From Los Angeles we went to Lassen Volcanic National Park at the northern end of California. It was a 620-mile drive, with winding and twisting road toward the end, but it was well worth it.
Starting in 1914 and over seven years, many volcanic eruptions occurred in the area. Almost a hundred years ago, in May 1915, a series of major eruptions, seen from as far as 150 miles away, created much of the volcanic landscape as it is known today. Lassen was declared a national park in 1916.
Not as well known as other national parks, Lassen does not have many visitors despite its beautiful mountain scenery with lakes, tall Ponderosa pines and cedars, and lots of hiking, boating, and mountaineering opportunities. In the winter, when an average of 55 ft of snow falls on Lassen peak, most of the park is not accessible by car, and many of the volcanic features such as fumaroles, mud pots, boiling pools cannot be easily visited. The main roads sometimes do not get completely cleared of snow until June or even July. However, people do go there to ski, walk on their snowshoes, or ride on snowmobiles. This year the snowfall was lighter than normal, but we still saw plenty during the one day we were there.

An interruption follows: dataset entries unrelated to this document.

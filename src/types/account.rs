//! Client Account Types
//!
//! A client account pairs a user's destination address with the
//! bridge-controlled deposit address issued for it on the opposite network.
//! Created on first swap request for a (user address, network) pair;
//! never mutated, never deleted.

use serde::{Deserialize, Serialize};
use uuid::Uuid;

use super::network::Network;

/// Pairing between a user's destination address and a deposit address
#[derive(Debug, Clone, Serialize, Deserialize)]
pub struct ClientAccount {
    /// Unique account identity
    pub uuid: Uuid,
    /// Address the user receives payouts on
    pub user_address: String,
    /// Network of `user_address`
    pub user_address_network: Network,
    /// Bridge-controlled address the user deposits to
    pub deposit_address: String,
    /// Network of `deposit_address` (always the opposite of the user's)
    pub deposit_address_network: Network,
    /// Key material for the deposit address.
    /// Owned exclusively by the bridge; never returned to callers.
    #[serde(skip_serializing)]
    pub deposit_secret: String,
    /// Unix timestamp when the account was created
    pub created_at: i64,
}

impl ClientAccount {
    /// Create a new account for a freshly minted deposit address
    pub fn new(
        user_address: String,
        user_address_network: Network,
        deposit_address: String,
        deposit_secret: String,
    ) -> Self {
        Self {
            uuid: Uuid::new_v4(),
            deposit_address_network: user_address_network.opposite(),
            user_address,
            user_address_network,
            deposit_address,
            deposit_secret,
            created_at: chrono::Utc::now().timestamp(),
        }
    }

    /// Direction of swaps deposited through this account
    pub fn swap_direction(&self) -> crate::types::swap::SwapDirection {
        match self.deposit_address_network {
            Network::Home => crate::types::swap::SwapDirection::HomeToForeign,
            Network::Foreign => crate::types::swap::SwapDirection::ForeignToHome,
        }
    }
}

#[cfg(test)]
mod tests {
    use super::*;
    use crate::types::swap::SwapDirection;

    #[test]
    fn test_deposit_network_is_opposite() {
        let account = ClientAccount::new(
            "user1".to_string(),
            Network::Foreign,
            "dep1".to_string(),
            "secret".to_string(),
        );
        assert_eq!(account.deposit_address_network, Network::Home);
        assert_eq!(account.swap_direction(), SwapDirection::HomeToForeign);
    }

    #[test]
    fn test_secret_never_serialized() {
        let account = ClientAccount::new(
            "user1".to_string(),
            Network::Home,
            "dep1".to_string(),
            "super-secret".to_string(),
        );
        let json = serde_json::to_string(&account).unwrap();
        assert!(!json.contains("super-secret"));
        assert!(!json.contains("deposit_secret"));
    }
}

Lassen Volcanic National Park – Mount Diller from the south end of the park.
Lassen Volcanic National Park – Pilot Pinnacle from the south end.
Lassen Volcanic National Park – Lassen Peak from the north end of the park.
Lassen Volcanic National Park -Snowshoer walking toward Broke Off Mountain, from north end of the park.
Lassen Volcanic National Park – Devastated Area and Chaos Crag mountain. The names say it all.
Lassen Volcanic National Park – Lake Almanor south of the park and next to the town of Chester.